Q3:

In each of the following, give also the justification of the construction: Draw a circle of radius 3 cm. Take two points $P$ and $Q$ on one of its extended diameter each at a distance of 7 cm from its centre. Draw tangents to the circle from these two points $P$ and $Q$.

Given: A circle with center $O$ and radius $r = 3\text{ cm}$. A diameter is drawn and extended on both sides. Two points $P$ and $Q$ are marked on this extended diameter such that $OP = 7\text{ cm}$ and $OQ = 7\text{ cm}$.

To Find: Construct tangents from points $P$ and $Q$ to the circle and provide the geometric justification for the construction.

Steps of Construction:

Step 1: Draw a circle with center $O$ and radius $3\text{ cm}$.

Step 2: Draw a line passing through $O$ and mark points $P$ and $Q$ on this line such that $OP = 7\text{ cm}$ and $OQ = 7\text{ cm}$.

Step 3: Find the midpoint of $OP$. Let this be $M_1$. With $M_1$ as center and $M_1P$ as radius, draw a circle. This circle intersects the original circle at points $A$ and $B$.

Step 4: Join $PA$ and $PB$. These are the required tangents from $P$.

Step 5: Find the midpoint of $OQ$. Let this be $M_2$. With $M_2$ as center and $M_2Q$ as radius, draw a circle. This circle intersects the original circle at points $C$ and $D$.

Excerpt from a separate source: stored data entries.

//! Registration surface for one pool.

use std::sync::Arc;

use crate::error::PoolResult;
use crate::key::TypeKey;
use crate::lifetime::PoolKind;
use crate::registration::{erase, Binding, Ctor, Instance, Recycler, Registry};
use crate::runtime::RuntimeContext;
use crate::traits::Recycle;

use super::Component;

/// Binds factories into one pool's registry.
///
/// Obtained from [`ApplicationBuilder::services`](crate::ApplicationBuilder::services),
/// [`repositories`](crate::ApplicationBuilder::repositories) or
/// [`components`](crate::ApplicationBuilder::components). Every binding made
/// here is pooled: one instance per runtime context.
///
/// Factories come in two shapes, zero-argument (`bind`) and context-aware
/// (`bind_with`). Context-aware factories receive the resolving request's
/// [`RuntimeContext`] and may resolve their own dependencies through it.
///
/// # Examples
///
/// ```
/// use ferrous_scope::Application;
///
/// struct UserRepository;
/// struct UserService {
///     repo: std::sync::Arc<UserRepository>,
/// }
///
/// let mut builder = Application::builder();
/// builder.repositories().bind(|| UserRepository);
/// builder
///     .services()
///     .bind_with(|ctx| UserService { repo: ctx.repository::<UserRepository>() });
/// let app = builder.build().unwrap();
///
/// let scope = app.open_scope();
/// let service = scope.service::<UserService>();
/// assert!(std::sync::Arc::ptr_eq(&service.repo, &scope.repository::<UserRepository>()));
/// ```
pub struct Binder<'a> {
    registry: &'a mut Registry,
}

impl<'a> Binder<'a> {
    pub(crate) fn new(registry: &'a mut Registry) -> Self {
        Self { registry }
    }

    pub fn kind(&self) -> PoolKind {
        self.registry.kind
    }

    /// Binds a zero-argument factory.
    pub fn bind<T, F>(&mut self, factory: F) -> &mut Self
    where
        T: Send + Sync + 'static,
        F: Fn() -> T + Send + Sync + 'static,
    {
        let ctor: Ctor = Arc::new(move |_: &RuntimeContext| -> PoolResult<Instance> {
            Ok(erase(Arc::new(factory())))
        });
        self.insert(Binding::pooled(TypeKey::of::<T>(), ctor))
    }

    /// Binds a factory that receives the resolving request's context.
    pub fn bind_with<T, F>(&mut self, factory: F) -> &mut Self
    where
        T: Send + Sync + 'static,
        F: Fn(&RuntimeContext) -> T + Send + Sync + 'static,
    {
        let ctor: Ctor = Arc::new(move |ctx: &RuntimeContext| -> PoolResult<Instance> {
            Ok(erase(Arc::new(factory(ctx))))
        });
        self.insert(Binding::pooled(TypeKey::of::<T>(), ctor))
    }

    /// Binds a fallible context-aware factory.
    ///
    /// Errors propagate to the `try_*` accessor that triggered construction,
    /// so nested resolutions can use `?` instead of panicking.
    pub fn try_bind_with<T, F>(&mut self, factory: F) -> &mut Self
    where
        T: Send + Sync + 'static,
        F: Fn(&RuntimeContext) -> PoolResult<T> + Send + Sync + 'static,
    {
        let ctor: Ctor = Arc::new(move |ctx: &RuntimeContext| -> PoolResult<Instance> {
            Ok(erase(Arc::new(factory(ctx)?)))
        });
        self.insert(Binding::pooled(TypeKey::of::<T>(), ctor))
    }

    /// Binds a factory producing an `Arc`, typically of a trait object.
    pub fn bind_shared<T, F>(&mut self, factory: F) -> &mut Self
    where
        T: ?Sized + Send + Sync + 'static,
        F: Fn(&RuntimeContext) -> Arc<T> + Send + Sync + 'static,
    {
        let ctor: Ctor = Arc::new(move |ctx: &RuntimeContext| -> PoolResult<Instance> {
            Ok(erase(factory(ctx)))
        });
        self.insert(Binding::pooled(TypeKey::of::<T>(), ctor))
    }

    /// Binds a zero-argument factory whose instances are recycled
    /// through a free list when their request is released.
    ///
    /// Only zero-argument factories are accepted: a recycled instance is
    /// handed to a later request without running the factory again, so it
    /// must not hold anything resolved from the request that built it.
    pub fn bind_recycled<T, F>(&mut self, factory: F) -> &mut Self
    where
        T: Recycle,
        F: Fn() -> T + Send + Sync + 'static,
    {
        let ctor: Ctor = Arc::new(move |_: &RuntimeContext| -> PoolResult<Instance> {
            Ok(erase(Arc::new(factory())))
        });
        let binding = Binding::pooled(TypeKey::of::<T>(), ctor).with_recycler(Recycler::new::<T>());
        self.insert(binding)
    }

    pub(crate) fn component<T>(&mut self, component: Component<T>) -> &mut Self
    where
        T: ?Sized + Send + Sync + 'static,
    {
        self.insert(component.into_binding())
    }

    fn insert(&mut self, binding: Binding) -> &mut Self {
        self.registry.insert(binding);
        self
    }
}
//! Installed resources and the repository base handle.

use std::any::{type_name, Any, TypeId};
use std::collections::HashMap;
use std::fmt;
use std::sync::Arc;

use crate::error::{PoolError, PoolResult};

/// Type map of collaborators installed at startup.
#[derive(Default)]
pub(crate) struct Resources {
    entries: HashMap<TypeId, Box<dyn Any + Send + Sync>, ahash::RandomState>,
    names: Vec<&'static str>,
}

impl Resources {
    /// Stores `value`, replacing an earlier install of the same type.
    pub(crate) fn insert<T: Send + Sync + 'static>(&mut self, value: Arc<T>) {
        if self.entries.insert(TypeId::of::<T>(), Box::new(value)).is_none() {
            self.names.push(type_name::<T>());
        }
    }

    pub(crate) fn get<T: Send + Sync + 'static>(&self) -> Option<Arc<T>> {
        self.entries
            .get(&TypeId::of::<T>())
            .and_then(|entry| entry.downcast_ref::<Arc<T>>())
            .cloned()
    }

    pub(crate) fn names(&self) -> &[&'static str] {
        &self.names
    }
}

/// Base handle for data access code.
///
/// Carries the installed resources (database pools, cache clients and the
/// like) and, when obtained from a request, that request's id. Repository
/// factories usually embed one; preheat callbacks receive a bare one.
///
/// # Examples
///
/// ```
/// use ferrous_scope::{Application, Repository};
/// use std::sync::Arc;
///
/// struct DbPool {
///     dsn: String,
/// }
///
/// struct UserRepository {
///     base: Repository,
/// }
///
/// let mut builder = Application::builder();
/// builder.provide(DbPool { dsn: "postgres://localhost/app".into() });
/// builder.bind_repository_with(|ctx| UserRepository { base: ctx.bare_repository() });
/// let app = builder.build().unwrap();
///
/// let scope = app.open_scope();
/// let repo = scope.repository::<UserRepository>();
/// assert_eq!(repo.base.require::<DbPool>().unwrap().dsn, "postgres://localhost/app");
/// assert_eq!(repo.base.request_id(), Some(scope.request_id()));
/// ```
#[derive(Clone)]
pub struct Repository {
    resources: Arc<Resources>,
    request_id: Option<u64>,
}

impl Repository {
    pub(crate) fn new(resources: Arc<Resources>, request_id: Option<u64>) -> Self {
        Self {
            resources,
            request_id,
        }
    }

    /// An installed resource, if one of type `T` exists.
    pub fn resource<T: Send + Sync + 'static>(&self) -> Option<Arc<T>> {
        self.resources.get::<T>()
    }

    /// Like [`resource`](Self::resource) but fails with
    /// [`PoolError::ResourceMissing`].
    pub fn require<T: Send + Sync + 'static>(&self) -> PoolResult<Arc<T>> {
        self.resource::<T>()
            .ok_or(PoolError::ResourceMissing(type_name::<T>()))
    }

    /// Id of the owning request, `None` outside any request.
    pub fn request_id(&self) -> Option<u64> {
        self.request_id
    }

    /// True when not tied to a request, as during cache preheating.
    pub fn is_bare(&self) -> bool {
        self.request_id.is_none()
    }
}

impl fmt::Debug for Repository {
    fn fmt(&self, f: &mut fmt::Formatter<'_>) -> fmt::Result {
        f.debug_struct("Repository")
            .field("request_id", &self.request_id)
            .field("resources", &self.resources.names())
            .finish()
    }
}

#[cfg(test)]
mod tests {
    use super::*;

    struct Cache(u32);

    #[test]
    fn lookups_are_typed() {
        let mut resources = Resources::default();
        resources.insert(Arc::new(Cache(3)));
        let repo = Repository::new(Arc::new(resources), None);

        assert_eq!(repo.require::<Cache>().unwrap().0, 3);
        assert!(repo.resource::<String>().is_none());
        assert!(matches!(
            repo.require::<String>(),
            Err(PoolError::ResourceMissing(name)) if name.contains("String")
        ));
        assert!(repo.is_bare());
    }

    #[test]
    fn reinstall_replaces_without_duplicating_names() {
        let mut resources = Resources::default();
        resources.insert(Arc::new(Cache(1)));
        resources.insert(Arc::new(Cache(2)));
        assert_eq!(resources.get::<Cache>().unwrap().0, 2);
        assert_eq!(resources.names().len(), 1);
    }
}
//! Disposal trait for per-request resource cleanup.

/// Synchronous teardown run when a runtime context is released.
///
/// Register an instance with
/// [`RuntimeContext::register_disposer`](crate::RuntimeContext::register_disposer),
/// typically from a context-aware factory. Disposers run in LIFO order
/// during release; a panicking disposer is logged and skipped.
///
/// # Examples
///
/// ```
/// use ferrous_scope::{Application, Dispose};
/// use std::sync::Arc;
/// use std::sync::atomic::{AtomicBool, Ordering};
///
/// struct Transaction {
///     committed: Arc<AtomicBool>,
/// }
///
/// impl Dispose for Transaction {
///     fn dispose(&self) {
///         self.committed.store(true, Ordering::SeqCst);
///     }
/// }
///
/// let committed = Arc::new(AtomicBool::new(false));
/// let flag = committed.clone();
///
/// let mut builder = Application::builder();
/// builder.bind_repository_shared::<Transaction, _>(move |ctx| {
///     let tx = Arc::new(Transaction { committed: flag.clone() });
///     ctx.register_disposer(tx.clone());
///     tx
/// });
/// let app = builder.build().unwrap();
///
/// {
///     let scope = app.open_scope();
///     let _tx = scope.repository::<Transaction>();
/// } // released here
///
/// assert!(committed.load(Ordering::SeqCst));
/// ```
pub trait Dispose: Send + Sync + 'static {
    /// Perform synchronous cleanup of resources.
    fn dispose(&self);
}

Step 6: Join $QC$ and $QD$. These are the required tangents from $Q$.

Justification:

To justify the construction, consider the tangent $PA$. Join $OA$.

In $\triangle OAP$, the angle $\angle OAP$ is an angle in a semicircle (since the circle with diameter $OP$ passes through $A$).

[By Thales' Theorem/Angle in a semicircle property: An angle inscribed in a semicircle is a right angle.]

Therefore, $\angle OAP = 90^\circ$.

Since $OA$ is the radius of the original circle and $PA$ is a line segment perpendicular to the radius at its point of contact $A$, $PA$ must be a tangent to the circle.

[Theorem: A line drawn perpendicular to the radius at the point of contact is a tangent to the circle.]

The same logic applies to $PB$, $QC$, and $QD$.

Calculation of Tangent Length:

In right-angled triangle $\triangle OAP$:

$OP^2 = OA^2 + AP^2$ [Using Pythagoras Theorem]

$7^2 = 3^2 + AP^2$

$49 = 9 + AP^2$

$AP^2 = 40$

$AP = \sqrt{40} = 2\sqrt{10} \approx 6.32\text{ cm}$.

Since $OQ = OP = 7\text{ cm}$ and the radius $OA = OC = 3\text{ cm}$, by symmetry, the lengths of all tangents $PA, PB, QC, QD$ are equal to $\sqrt{40}\text{ cm}$.

Final Answer: The tangents $PA, PB, QC,$ and $QD$ have been constructed, each with a length of $\sqrt{40} \text{ cm} \approx 6.32 \text{ cm}$.